Успенский воспроизвел главным образом не благословения и не тех «бодрых, смелых, настоящих», для кого приветлив был свист «чугунки», этой эмблемы нового, и кого пьянила ликующая радость первого поезда, поезда жизни, который из захолустной сонной тишины победно увлекает к осмысленной и светлой деятельности. Для людей, ринувшихся в битву того времени, у Глеба Успенского не нашлось ни ярких красок, ни торжествующих звуков, потому что и собственная душа его была обессилена, и сам он был измолот в «кофейной мельнице» жизни. Его герой, похожий на него, в детстве многого не знал, не подозревал – действительность раскрылась перед ним сразу во всей своей глубине и важности, и когда он, взрослым, истерзанным человеком, посетил однажды родной город, этот город жег его страшными воспоминаниями, и путник жизни обратился к нему с такою страдальческой укоризной: «Все-то вы меня, господа люди, госпожи улицы и господа деревья и сады, все-то вы меня обманывали!.. Отчего это вы ни разу не сказали мне, как вы измучились, как вы много утаили от меня вашего горя? Отчего это, государи глухие переулки, не сказали вы мне единого слова о том, что мне надо идти, стоять за вас горой, что мне надо иметь руки железные, сердце лютое и око недреманное? Отчего вы, бедняги мои, старались всегда укачать меня, заговорить меня веселыми словами, когда я плакал от бессознательной тоски, говорили мне „не думай!“ вместо того, чтобы разбудить, сказать: думай, брат, за нас, потому наших сил нету больше!.. Убаюканный вами, я спокойно спал и не знал, что в темные осенние и зимние ночи, когда на дворе льет дождь или воет вьюга, вы поедом ели, ни в чем не повинные, друг друга и проклинали свою адскую жизнь. Зачем ничего-то этого вы мне не сказали? Зачем я не знал, что измучили вас эти ночи, измучили дни, измучили эти дома и сады, – разве я такой бы был? Разве бы я не постоял за вас, горемычные мои? А вы все молчали, да таили, да прятали… посмотрите-ка, как я измучился-то, покуда узнал!..»

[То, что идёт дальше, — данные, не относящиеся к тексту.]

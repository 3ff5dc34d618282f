pub mod commands;
pub mod config;
pub mod controller;
pub mod error;
pub mod flow;
pub mod fs;
pub mod hardware;
pub mod models;
pub mod outbox;
pub mod process;
pub mod registry;
pub mod schedule;
pub mod supervisor;
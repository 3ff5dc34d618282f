//! Water-flow accounting: pulse capture, checkpoints and the arithmetic over
//! them.
//!
//! All rates are whole gallons per minute. Totals sum each generation's
//! maximum cumulative count, because every generation restarts at zero.

pub mod counter;
pub mod pulse;

pub use counter::{load_checkpoint, FlowCounter};
pub use pulse::{pulse_channel, Pulse, PulseReceiver, PulseSender};

use crate::error::FlowError;
use crate::models::{AlarmDirection, Generation, Sample, ScheduledEvent};

/// Sum of per-generation maxima.
pub fn total_pulses(generations: &[Generation]) -> u64 {
    generations.iter().map(Generation::max_count).sum()
}

pub fn total_gallons(generations: &[Generation], gallons_per_pulse: u32) -> u64 {
    total_pulses(generations) * u64::from(gallons_per_pulse)
}

/// Rate between two samples of the same generation.
///
/// Elapsed time is truncated to whole minutes; an interval shorter than a
/// minute has rate 0.
pub fn interval_rate(prev: Sample, next: Sample, gallons_per_pulse: u32) -> u32 {
    let elapsed_mins = (next.ts - prev.ts) / 60;
    if elapsed_mins <= 0 {
        return 0;
    }
    let gallons = next.count.saturating_sub(prev.count) * u64::from(gallons_per_pulse);
    u32::try_from(gallons / elapsed_mins.unsigned_abs()).unwrap_or(u32::MAX)
}

/// Mean of every consecutive-sample rate across all generations.
///
/// No samples at all is [`FlowError::NoData`]; samples without any interval
/// between them give 0.
pub fn average_flow_rate(generations: &[Generation], gallons_per_pulse: u32) -> Result<u32, FlowError> {
    if generations.iter().all(|g| g.samples.is_empty()) {
        return Err(FlowError::NoData);
    }

    let rates: Vec<u64> = generations
        .iter()
        .flat_map(|g| g.samples.windows(2))
        .map(|pair| u64::from(interval_rate(pair[0], pair[1], gallons_per_pulse)))
        .collect();

    if rates.is_empty() {
        return Ok(0);
    }
    let mean = rates.iter().sum::<u64>() / rates.len() as u64;
    Ok(u32::try_from(mean).unwrap_or(u32::MAX))
}

/// Rate of the newest stretch of one generation lasting at least
/// `window_secs`, by the same whole-minute arithmetic as [`interval_rate`].
///
/// Uses the newest sample and the latest sample at least `window_secs`
/// older than it, so with slow pulses this is just the last two samples.
/// `None` until the generation spans a full window.
pub fn trailing_rate(generation: &Generation, window_secs: i64, gallons_per_pulse: u32) -> Option<u32> {
    let newest = *generation.samples.last()?;
    let window_secs = window_secs.max(60);
    let base = generation
        .samples
        .iter()
        .rev()
        .skip(1)
        .find(|s| newest.ts - s.ts >= window_secs)?;

    Some(interval_rate(*base, newest, gallons_per_pulse))
}

/// Compare an observed rate to the event's tolerance band.
///
/// Returns the direction and whole-percent deviation when the rate is
/// outside `[exp - exp*under%, exp + exp*over%]`.
pub fn check_flow(rate: u32, event: &ScheduledEvent) -> Option<(AlarmDirection, u32)> {
    let expected = u64::from(event.exp_flow);
    if expected == 0 {
        return None;
    }
    let rate = u64::from(rate);
    let upper = expected + expected * u64::from(event.over_flow_tol) / 100;
    let lower = expected.saturating_sub(expected * u64::from(event.under_flow_tol) / 100);

    let (direction, deviation) = if rate > upper {
        (AlarmDirection::Over, rate - expected)
    } else if rate < lower {
        (AlarmDirection::Under, expected - rate)
    } else {
        return None;
    };

    let percent = u32::try_from(deviation * 100 / expected).unwrap_or(u32::MAX);
    Some((direction, percent))
}
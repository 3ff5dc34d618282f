//! Process utilities for vinectl
//!
//! Liveness checks and termination of other controller processes.

use anyhow::{bail, Context, Result};
use nix::errno::Errno;
use nix::sys::signal::{kill, Signal};
use nix::unistd::Pid;

fn to_pid(pid: u32) -> Option<Pid> {
    match i32::try_from(pid) {
        Ok(raw) if raw > 0 => Some(Pid::from_raw(raw)),
        _ => None,
    }
}

/// Check if a process with the given PID is alive
///
/// Sends signal 0, which performs the existence and permission checks
/// without delivering anything. A process owned by another user answers
/// `EPERM`; it exists, so it counts as alive.
///
/// # Arguments
/// * `pid` - The process ID to check
///
/// # Returns
/// * `true` - The process exists
/// * `false` - The process doesn't exist, or `pid` is not a valid process ID
pub fn is_process_alive(pid: u32) -> bool {
    let Some(pid) = to_pid(pid) else {
        return false;
    };

    match kill(pid, None) {
        Ok(()) => true,
        Err(Errno::EPERM) => true,
        Err(_) => false,
    }
}

/// Ask a process to terminate with SIGTERM.
///
/// A process that has already exited is not an error.
pub fn terminate(pid: u32) -> Result<()> {
    let Some(target) = to_pid(pid) else {
        bail!("invalid process id {pid}");
    };

    match kill(target, Signal::SIGTERM) {
        Ok(()) | Err(Errno::ESRCH) => Ok(()),
        Err(e) => Err(e).with_context(|| format!("Failed to send SIGTERM to {pid}")),
    }
}

/// PID of the running process.
pub fn current_pid() -> u32 {
    std::process::id()
}
//! One controller invocation: bring schedule, outbox and running event in
//! line with each other.
//!
//! The controller is run periodically. Each tick fetches schedule updates,
//! tidies the schedule directory, ages out undelivered files, sweeps
//! orphaned checkpoints, and finally reconciles the running event with the
//! schedule. Starting an event hands control to an [`EventLauncher`]; with
//! [`InProcessLauncher`] the tick does not return until that event ends.

pub mod launcher;

use anyhow::Result;
use chrono::NaiveDateTime;
use std::collections::HashSet;
use std::path::PathBuf;
use std::thread;
use tracing::{error, info, warn};

use crate::config::Config;
use crate::error::{Outcome, ScheduleError};
use crate::fs::WorkDir;
use crate::hardware::ValveBank;
use crate::models::FaultAlarm;
use crate::outbox::Outbox;
use crate::registry::ProcessRegistry;
use crate::schedule::{
    fetch_update, software_reset, Decision, ResetReport, Running, ScheduleEngine, ScheduleSource,
};
use crate::supervisor::orphans::{live_event_stems, recover_orphans, SweepResult};
use crate::supervisor::shutdown;

pub use launcher::{EventLauncher, InProcessLauncher, RecordingLauncher};

/// What one tick did.
#[derive(Debug)]
pub struct TickReport {
    pub fetched: Outcome<Option<PathBuf>>,
    pub aged_out: usize,
    pub swept: SweepResult,
    pub decision: Decision,
}

pub struct Controller {
    config: Config,
    work_dir: WorkDir,
    engine: ScheduleEngine,
    registry: ProcessRegistry,
    outbox: Outbox,
    valves: Box<dyn ValveBank>,
    source: Option<Box<dyn ScheduleSource>>,
}

impl Controller {
    pub fn new(config: Config, work_dir: WorkDir, valves: Box<dyn ValveBank>) -> Self {
        Self {
            engine: ScheduleEngine::new(&work_dir),
            registry: ProcessRegistry::new(&work_dir),
            outbox: Outbox::new(&work_dir),
            config,
            work_dir,
            valves,
            source: None,
        }
    }

    pub fn with_source(mut self, source: Box<dyn ScheduleSource>) -> Self {
        self.source = Some(source);
        self
    }

    pub fn engine(&self) -> &ScheduleEngine {
        &self.engine
    }

    pub fn tick(&mut self, now: NaiveDateTime, launcher: &mut dyn EventLauncher) -> Result<TickReport> {
        self.work_dir.ensure()?;

        if shutdown::clear_stop_request(&self.work_dir)? {
            info!("removed stale stop request");
        }

        let fetched = match &self.source {
            Some(source) => fetch_update(
                source.as_ref(),
                self.engine.store(),
                &self.config,
                now.and_utc().timestamp(),
            ),
            None => Outcome::NotAttempted,
        };

        self.tidy_schedules(now)?;

        let aged_out = match self.outbox.age_out(now, self.config.report_max_age_days) {
            Ok(moved) => moved.len(),
            Err(e) => {
                warn!(error = %format!("{e:#}"), "outbox age-out failed");
                0
            }
        };

        if let Outcome::Failed(reason) = self.registry.refresh() {
            warn!(%reason, "registry refresh failed");
        }

        let swept = self.recover(now)?;
        let decision = self.reconcile(now, launcher)?;

        Ok(TickReport {
            fetched,
            aged_out,
            swept,
            decision,
        })
    }

    /// Resolve a schedule directory holding more than one file. Two fixed
    /// schedules cannot be resolved and force a reset.
    fn tidy_schedules(&mut self, now: NaiveDateTime) -> Result<()> {
        let store = self.engine.store();
        if let Err(e) = store.tidy_staged() {
            warn!(error = %format!("{e:#}"), "could not tidy staged schedules");
        }
        match store.tidy_current() {
            Ok(_) => Ok(()),
            Err(e) => match e.downcast_ref::<ScheduleError>() {
                Some(ScheduleError::ConflictingFixed { .. }) => {
                    error!(error = %e, "conflicting schedules in force");
                    if let Outcome::Failed(reason) = self.reset(now) {
                        error!(%reason, "reset after schedule conflict incomplete");
                    }
                    Ok(())
                }
                _ => Err(e),
            },
        }
    }

    /// Orphan sweep, leaving alone any checkpoint that a live supervisor
    /// owns or that the event due now would resume.
    pub fn recover(&self, now: NaiveDateTime) -> Result<SweepResult> {
        let mut exclude: HashSet<String> = live_event_stems(&self.registry);
        match self.engine.event_that_should_be_running(now) {
            Ok(Some(plan)) => {
                exclude.insert(plan.key.stem());
            }
            Ok(None) => {}
            Err(e) => warn!(error = %format!("{e:#}"), "could not resolve current event"),
        }
        recover_orphans(&self.config, &self.work_dir, &exclude)
    }

    /// Compare what is running with what should be, and act on the
    /// difference. A replacement is started only after the old event has
    /// stopped.
    pub fn reconcile(&mut self, now: NaiveDateTime, launcher: &mut dyn EventLauncher) -> Result<Decision> {
        let decision = self.engine.plan(now)?;
        info!(?decision, "reconcile");

        match &decision {
            Decision::Idle | Decision::KeepRunning { .. } => {}
            Decision::Stop { key, .. } => {
                if let Outcome::Failed(reason) = self.stop_current_event(now) {
                    error!(%key, %reason, "could not stop current event");
                }
            }
            Decision::Start(plan) => launcher.launch(plan.clone())?,
            Decision::Replace { key, start, .. } => match self.stop_current_event(now) {
                Outcome::Failed(reason) => {
                    error!(%key, %reason, "could not stop current event; not starting next");
                }
                _ => launcher.launch(start.clone())?,
            },
            Decision::Reset(reason) => {
                warn!(%reason, "schedule state unusable");
                if let Outcome::Failed(reason) = self.reset(now) {
                    error!(%reason, "reset of unusable schedule state incomplete");
                }
            }
        }

        Ok(decision)
    }

    /// Ask the running supervisor to stop, escalating to a kill after
    /// `stop_wait_cycles` checks `stop_wait_secs` apart.
    ///
    /// After a kill the valves are closed here, since the killed process
    /// never got to. The stop request is always removed afterwards.
    pub fn stop_current_event(&mut self, now: NaiveDateTime) -> Outcome<()> {
        match self.engine.event_currently_running() {
            Ok(Running::Nothing) => return Outcome::NotAttempted,
            Ok(_) => {}
            Err(e) => return Outcome::failed(format!("{e:#}")),
        }

        let outcome = self.stop_gracefully_or_kill(now);

        if let Err(e) = shutdown::clear_stop_request(&self.work_dir) {
            warn!(error = %format!("{e:#}"), "could not remove stop request");
        }
        outcome
    }

    fn stop_gracefully_or_kill(&mut self, now: NaiveDateTime) -> Outcome<()> {
        if let Err(e) = shutdown::request_stop(&self.work_dir) {
            warn!(error = %format!("{e:#}"), "could not write stop request");
        } else {
            for cycle in 1..=self.config.stop_wait_cycles {
                thread::sleep(self.config.stop_wait());
                if matches!(self.engine.event_currently_running(), Ok(Running::Nothing)) {
                    info!(cycle, "event stopped cooperatively");
                    return Outcome::Succeeded(());
                }
            }
            warn!(
                cycles = self.config.stop_wait_cycles,
                "supervisor did not stop in time, killing"
            );
        }

        let killed = self.registry.clear_all();
        self.close_valves(now);
        match killed {
            Outcome::Failed(reason) => {
                self.fault(now, "process", format!("could not kill supervisor: {reason}"));
                Outcome::Failed(reason)
            }
            _ => Outcome::Succeeded(()),
        }
    }

    /// Software reset, then close every valve. The valves are closed even
    /// when the reset is incomplete.
    pub fn reset(&mut self, now: NaiveDateTime) -> Outcome<ResetReport> {
        let outcome = software_reset(&self.work_dir, now.date());
        self.close_valves(now);
        outcome
    }

    fn close_valves(&mut self, now: NaiveDateTime) {
        if let Err(e) = self.valves.close_all() {
            self.fault(now, "valve", format!("could not close valves: {e}"));
        }
    }

    fn fault(&self, now: NaiveDateTime, kind: &str, detail: String) {
        let alarm = FaultAlarm::new(kind, now.date(), detail);
        if let Err(e) = self.outbox.send_fault(&alarm) {
            error!(error = %format!("{e:#}"), "could not queue fault alarm");
        }
    }
}
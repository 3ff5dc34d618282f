//! Deciding what should be irrigating right now.

use anyhow::Result;
use chrono::{Duration, NaiveDateTime};
use std::fmt;
use tracing::{debug, warn};

use crate::fs::durable::Record;
use crate::fs::WorkDir;
use crate::models::{EventKey, EventPlan, Schedule};
use crate::registry::ProcessRegistry;

use super::store::ScheduleStore;

#[derive(Debug, Clone, Copy, PartialEq, Eq)]
pub enum Usability {
    Valid,
    Expired,
    /// No readable schedule in force
    Unknown,
}

impl fmt::Display for Usability {
    fn fmt(&self, f: &mut fmt::Formatter<'_>) -> fmt::Result {
        match self {
            Usability::Valid => write!(f, "valid"),
            Usability::Expired => write!(f, "expired"),
            Usability::Unknown => write!(f, "unknown"),
        }
    }
}

/// What the registry says is running.
#[derive(Debug, Clone, PartialEq, Eq)]
pub enum Running {
    Nothing,
    Event { pid: u32, key: EventKey },
    /// More than one live entry; never a supported state
    Conflict(Vec<u32>),
}

/// The action that brings the system in line with the schedule.
#[derive(Debug, Clone, PartialEq, Eq)]
pub enum Decision {
    Idle,
    KeepRunning { pid: u32, key: EventKey },
    Start(EventPlan),
    Stop { pid: u32, key: EventKey },
    /// Stop the running event, then start `start`
    Replace {
        pid: u32,
        key: EventKey,
        start: EventPlan,
    },
    Reset(String),
}

pub struct ScheduleEngine {
    store: ScheduleStore,
    registry: ProcessRegistry,
}

impl ScheduleEngine {
    pub fn new(work_dir: &WorkDir) -> Self {
        Self {
            store: ScheduleStore::new(work_dir),
            registry: ProcessRegistry::new(work_dir),
        }
    }

    pub fn store(&self) -> &ScheduleStore {
        &self.store
    }

    fn schedule(&self) -> Result<Option<Schedule>> {
        match self.store.current()? {
            Record::Present(schedule) => Ok(Some(schedule)),
            Record::Corrupt(reason) => {
                warn!(%reason, "schedule in force is unreadable");
                Ok(None)
            }
            Record::Absent => Ok(None),
        }
    }

    /// Fixed schedules are always valid; intelligent ones expire after
    /// 23:59 on their third day.
    pub fn currently_usable(&self, now: NaiveDateTime) -> Usability {
        match self.schedule() {
            Ok(Some(schedule)) if schedule.is_expired_at(now) => Usability::Expired,
            Ok(Some(_)) => Usability::Valid,
            Ok(None) => Usability::Unknown,
            Err(e) => {
                warn!(error = %format!("{e:#}"), "could not read schedule in force");
                Usability::Unknown
            }
        }
    }

    /// Live registry entries. Entries for dead processes are ignored;
    /// the orphan sweep deals with what they left behind.
    pub fn event_currently_running(&self) -> Result<Running> {
        let Some(map) = self.registry.get()? else {
            return Ok(Running::Nothing);
        };
        let mut live: Vec<(u32, EventKey)> = map
            .into_iter()
            .filter(|(pid, _)| self.registry.is_running(*pid))
            .collect();

        match live.len() {
            0 => Ok(Running::Nothing),
            1 => {
                let (pid, key) = live.remove(0);
                Ok(Running::Event { pid, key })
            }
            _ => Ok(Running::Conflict(live.into_iter().map(|(pid, _)| pid).collect())),
        }
    }

    /// The event whose `[start, start + duration)` window contains `now`.
    ///
    /// Today's bucket is searched first, then yesterday's for an event
    /// that runs past midnight.
    pub fn event_that_should_be_running(&self, now: NaiveDateTime) -> Result<Option<EventPlan>> {
        let Some(schedule) = self.schedule()? else {
            return Ok(None);
        };
        Ok(plan_at(&schedule, now))
    }

    pub fn plan(&self, now: NaiveDateTime) -> Result<Decision> {
        match self.currently_usable(now) {
            Usability::Valid => {}
            other => return Ok(Decision::Reset(format!("schedule in force is {other}"))),
        }

        let running = self.event_currently_running()?;
        let should = self.event_that_should_be_running(now)?;
        debug!(?running, should = ?should.as_ref().map(|p| &p.key), "reconciling");

        let decision = match (running, should) {
            (Running::Conflict(pids), _) => {
                Decision::Reset(format!("{} supervisors registered: {pids:?}", pids.len()))
            }
            (Running::Nothing, None) => Decision::Idle,
            (Running::Nothing, Some(plan)) => Decision::Start(plan),
            (Running::Event { pid, key }, None) => Decision::Stop { pid, key },
            (Running::Event { pid, key }, Some(plan)) if plan.key == key => {
                Decision::KeepRunning { pid, key }
            }
            (Running::Event { pid, key }, Some(plan)) => Decision::Replace {
                pid,
                key,
                start: plan,
            },
        };
        Ok(decision)
    }
}

/// Resolve `schedule` against a moment in time.
pub fn plan_at(schedule: &Schedule, now: NaiveDateTime) -> Option<EventPlan> {
    let today = now.date();
    let yesterday = today - Duration::days(1);

    [today, yesterday].into_iter().find_map(|date| {
        let (day, events) = schedule.day_plan(date)?;
        events.iter().find_map(|event| {
            let (start, end) = event.window_on(date)?;
            (start <= now && now < end).then(|| EventPlan {
                key: EventKey {
                    date,
                    day,
                    sequence: event.sequence,
                    schedule_id: schedule.id(),
                },
                event: event.clone(),
                start,
                end,
            })
        })
    })
}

Одно из самых позорных наследий дореформенной эпохи с ее запугивающим воспитанием, с ее поклонением силе денег и власти, – это несвободная совесть. Успенский часто с недоумением и горечью возвращается к типу русского деятеля, которого характеризует разобщенность между совестью и обязанностью. Здесь и там встречаются люди, которые живут неправдой; но их неправда – не спокойная, не самоуверенная; это – неправда пополам с правдой. Они, входя в общее сплетение неправедной русской системы, делают много дурного, но дурное не образует гармонии с их сознанием. Сознание, совесть у них лучше дела. И все-таки совесть уступает. Отсюда – неуважение к самому себе, презрение к собственной работе, какое-то внешнее и глубоко циничное отношение к делу своей жизни. В отчаянии Успенский хотел бы, чтобы эти либеральные акцизные чиновники, совершающие свои коварные «прогулки», эти исправники и судьи, эти священники, равнодушно внимающие злу, были попросту жестоки, – он с горя жаждет хотя бы такой, отрицательной гармонии. Но нет: все эти люди поверхностно чувствуют и думают одно, а делают другое, противоположное, – и только будочник Мымрецов, охраняемый от сомнений своей безнадежной умственной скудостью, исповедует определенную философию шиворота и в своей будке, которая стоит «на углу двух весьма глухих и бедных переулков уездного города», не знает разлада между теорией и практикой, чистосердечно «тащит и не пущает»…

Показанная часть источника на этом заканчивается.